BET launched a news program, BET News, in 1988, with Ed Gordon as its anchor. Gordon later hosted other programs and specials on BET, such as Black Men Speak Out: The Aftermath, related to the 1992 Los Angeles riots, and a recurring interview show, Conversations with Ed Gordon. In 1996, the talk show BET Tonight debuted with Tavis Smiley as host; in 2001, Ed Gordon replaced Smiley as host of the program.
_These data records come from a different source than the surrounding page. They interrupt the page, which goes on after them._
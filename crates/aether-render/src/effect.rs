//! Named-slot effect framework.
//!
//! [`EffectHelper`] compiles WGSL stages, reflects their uniform blocks and
//! handle resources into name-addressed slots, and groups stages into
//! [`EffectPass`]es. Applying a pass uploads dirty constant buffers, builds the
//! pipeline on first use, and rebuilds bind groups whenever a binding changed.

use std::path::PathBuf;
use std::sync::Arc;

use rustc_hash::FxHashMap;

use crate::buffer::InputLayout;
use crate::constant_buffer::{
    ConstantBuffer, ConstantBufferVariable, ConstantBufferVariableMut, VariableType,
};
use crate::gpu::DeviceHandle;
use crate::reflect::{ResourceKind, ResourceSlot, StageKind};
use crate::render_states::{DepthStencilDesc, RasterizerDesc};
use crate::shader::{LoadedShader, ShaderError, ShaderLibrary};

/// Errors raised by effect configuration and application.
#[derive(Debug, thiserror::Error)]
pub enum EffectError {
    #[error("no constant-buffer variable or resource named '{name}'")]
    NameNotFound { name: String },

    #[error("'{name}' is declared as {declared}, cannot access it as {requested}")]
    TypeMismatch {
        name: String,
        declared: VariableType,
        requested: &'static str,
    },

    #[error("effect pass '{name}' not found")]
    PassNotFound { name: String },

    #[error("effect pass '{name}' already exists")]
    DuplicatePass { name: String },

    #[error("resource '{name}' is declared but nothing is bound to it")]
    UnboundResource { name: String },

    #[error("resource '{name}' is not a {expected}")]
    WrongResourceKind { name: String, expected: &'static str },

    #[error("shader '{shader}' has no {stage:?} entry point '{entry_point}'")]
    EntryPointNotFound {
        shader: String,
        entry_point: String,
        stage: StageKind,
    },

    #[error("shader '{name}' is not a {expected:?} stage")]
    StageMismatch { name: String, expected: StageKind },

    #[error("reloaded shader '{name}' changed its uniform blocks or resources")]
    InterfaceChanged { name: String },

    #[error("device rejected pass '{pass}': {message}")]
    Backend { pass: String, message: String },

    #[error(transparent)]
    Shader(#[from] ShaderError),
}

/// Formats a pass renders into.
#[derive(Clone, Copy, Debug, PartialEq, Eq)]
pub struct PassTargets {
    pub color: wgpu::TextureFormat,
    pub depth: Option<wgpu::TextureFormat>,
}

/// Describes a pass: which compiled stages it runs and what it draws into.
#[derive(Clone, Debug)]
pub struct EffectPassDesc<'a> {
    pub vertex_shader: &'a str,
    pub pixel_shader: Option<&'a str>,
    pub input_layout: InputLayout,
    pub topology: wgpu::PrimitiveTopology,
    pub targets: PassTargets,
}
//! Configuration error types.

/// Errors raised while locating, loading, saving, or parsing `config.ron`.
#[derive(Debug, thiserror::Error)]
pub enum ConfigError {
    /// The platform exposes no per-user configuration directory.
    #[error("no per-user config directory available on this platform")]
    NoConfigDir,

    /// Reading `config.ron` from disk failed.
    #[error("failed to read config: {0}")]
    ReadError(#[source] std::io::Error),

    /// Writing `config.ron` (or creating its directory) failed.
    #[error("failed to write config: {0}")]
    WriteError(#[source] std::io::Error),

    /// The file is not valid RON for [`Config`](crate::Config).
    #[error("failed to parse config: {0}")]
    ParseError(#[source] ron::error::SpannedError),

    /// Serializing the in-memory config to RON failed.
    #[error("failed to serialize config: {0}")]
    SerializeError(#[source] ron::Error),
}
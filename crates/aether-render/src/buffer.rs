//! Vertex stream formats, input layouts, and GPU buffer allocation.
//!
//! Effects read positions, normals and texture coordinates from three separate
//! vertex buffers rather than one interleaved buffer, so each attribute has its
//! own stream type and its own buffer slot.

use bytemuck::{Pod, Zeroable};
use static_assertions::assert_eq_size;
use wgpu::util::DeviceExt;
use wgpu::{VertexAttribute, VertexBufferLayout, VertexFormat, VertexStepMode};

/// Position stream element (slot 0).
#[repr(C)]
#[derive(Clone, Copy, Debug, Default, PartialEq, Pod, Zeroable)]
pub struct VertexPosition {
    pub position: [f32; 3],
}

/// Normal stream element (slot 1).
#[repr(C)]
#[derive(Clone, Copy, Debug, Default, PartialEq, Pod, Zeroable)]
pub struct VertexNormal {
    pub normal: [f32; 3],
}

/// Texture coordinate stream element (slot 2).
#[repr(C)]
#[derive(Clone, Copy, Debug, Default, PartialEq, Pod, Zeroable)]
pub struct VertexTexCoord {
    pub uv: [f32; 2],
}

assert_eq_size!(VertexPosition, [u8; 12]);
assert_eq_size!(VertexNormal, [u8; 12]);
assert_eq_size!(VertexTexCoord, [u8; 8]);

const POSITION_ATTRIBUTES: [VertexAttribute; 1] = [VertexAttribute {
    format: VertexFormat::Float32x3,
    offset: 0,
    shader_location: 0,
}];

const NORMAL_ATTRIBUTES: [VertexAttribute; 1] = [VertexAttribute {
    format: VertexFormat::Float32x3,
    offset: 0,
    shader_location: 1,
}];

const TEXCOORD_ATTRIBUTES: [VertexAttribute; 1] = [VertexAttribute {
    format: VertexFormat::Float32x2,
    offset: 0,
    shader_location: 2,
}];

const POS_NORMAL_TEX_BUFFERS: [VertexBufferLayout<'static>; 3] = [
    VertexBufferLayout {
        array_stride: std::mem::size_of::<VertexPosition>() as wgpu::BufferAddress,
        step_mode: VertexStepMode::Vertex,
        attributes: &POSITION_ATTRIBUTES,
    },
    VertexBufferLayout {
        array_stride: std::mem::size_of::<VertexNormal>() as wgpu::BufferAddress,
        step_mode: VertexStepMode::Vertex,
        attributes: &NORMAL_ATTRIBUTES,
    },
    VertexBufferLayout {
        array_stride: std::mem::size_of::<VertexTexCoord>() as wgpu::BufferAddress,
        step_mode: VertexStepMode::Vertex,
        attributes: &TEXCOORD_ATTRIBUTES,
    },
];

/// Named description of how vertex buffer slots map to shader inputs.
#[derive(Clone, Copy, Debug, PartialEq, Eq)]
pub struct InputLayout {
    name: &'static str,
    buffers: &'static [VertexBufferLayout<'static>],
}

impl InputLayout {
    /// Position, normal and texcoord in three separate streams (strides 12, 12, 8).
    pub const POS_NORMAL_TEX: InputLayout = InputLayout {
        name: "VertexPosNormalTex",
        buffers: &POS_NORMAL_TEX_BUFFERS,
    };

    pub fn name(&self) -> &'static str {
        self.name
    }

    /// One layout per vertex buffer slot, in slot order.
    pub fn buffers(&self) -> &'static [VertexBufferLayout<'static>] {
        self.buffers
    }

    /// Byte stride of every slot, in slot order.
    pub fn strides(&self) -> Vec<u32> {
        self.buffers
            .iter()
            .map(|layout| layout.array_stride as u32)
            .collect()
    }

    pub fn slot_count(&self) -> usize {
        self.buffers.len()
    }
}

/// GPU buffer allocator for vertex streams and index buffers.
pub struct BufferAllocator<'a> {
    device: &'a wgpu::Device,
}

impl<'a> BufferAllocator<'a> {
    /// Create a new buffer allocator with the given device.
    pub fn new(device: &'a wgpu::Device) -> Self {
        Self { device }
    }

    /// Create a vertex buffer from a slice of stream elements.
    pub fn create_vertex_buffer<T: Pod>(&self, label: &str, data: &[T]) -> wgpu::Buffer {
        self.device
            .create_buffer_init(&wgpu::util::BufferInitDescriptor {
                label: Some(label),
                contents: bytemuck::cast_slice(data),
                usage: wgpu::BufferUsages::VERTEX | wgpu::BufferUsages::COPY_DST,
            })
    }

    /// Create a u32 index buffer.
    pub fn create_index_buffer(&self, label: &str, data: &[u32]) -> wgpu::Buffer {
        self.device
            .create_buffer_init(&wgpu::util::BufferInitDescriptor {
                label: Some(label),
                contents: bytemuck::cast_slice(data),
                usage: wgpu::BufferUsages::INDEX | wgpu::BufferUsages::COPY_DST,
            })
    }
}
In 1991, the network became the first black-controlled TV company to be listed on the New York Stock Exchange. Starting the late 1990s, the network expanded with the launch of digital cable networks: what is now the general interest channel BET Her originally launched as BET on Jazz (later known as BET Jazz and BET J), created originally to showcase jazz music-related programming, especially that of black jazz musicians; in 1998, it entered into a joint venture with Starz (then-owned by John Malone's Liberty Media) to launch a multiplex service of the premium channel featuring African American-oriented movies called BET Movies: Starz! 3 (later renamed Black Starz after BET dropped out of the venture following its purchase by Viacom, then-owner of Starz rival Showtime, and now known as Starz InBlack). In 2001, the network lost its status as a black-owned business when it was bought by media conglomerate Viacom for $3 billion. In 2005, Johnson retired from the network, turning over his titles of president and chief executive officer to former BET vice president Debra L. Lee.
By 2007, the network had launched two more music-oriented networks, BET Hip-Hop and BET Gospel. BET also launched a batch of original programming by this time, including reality shows Baldwin Hills and Hell Date, competition show Sunday Best, and town hall-style discussion show Hip Hop vs. America. BET's president of entertainment Reginald Hudlin resigned from the network on September 11, 2008. He was then replaced by Stephen Hill, who is also executive vice president of music programming and talent. BET announced in March 2010 that Ed Gordon would return to the network to host "a variety of news programs and specials."
In 2017, it was announced that Stephen Hill, President of Programming and Zola Mashariki, EVP Head of Original Programming stepped down. In the wake of this news, Connie Orlando, SVP Specials, Music Programming, and News, served as the interim Head of Programming, according to chairman and CEO Debra Lee.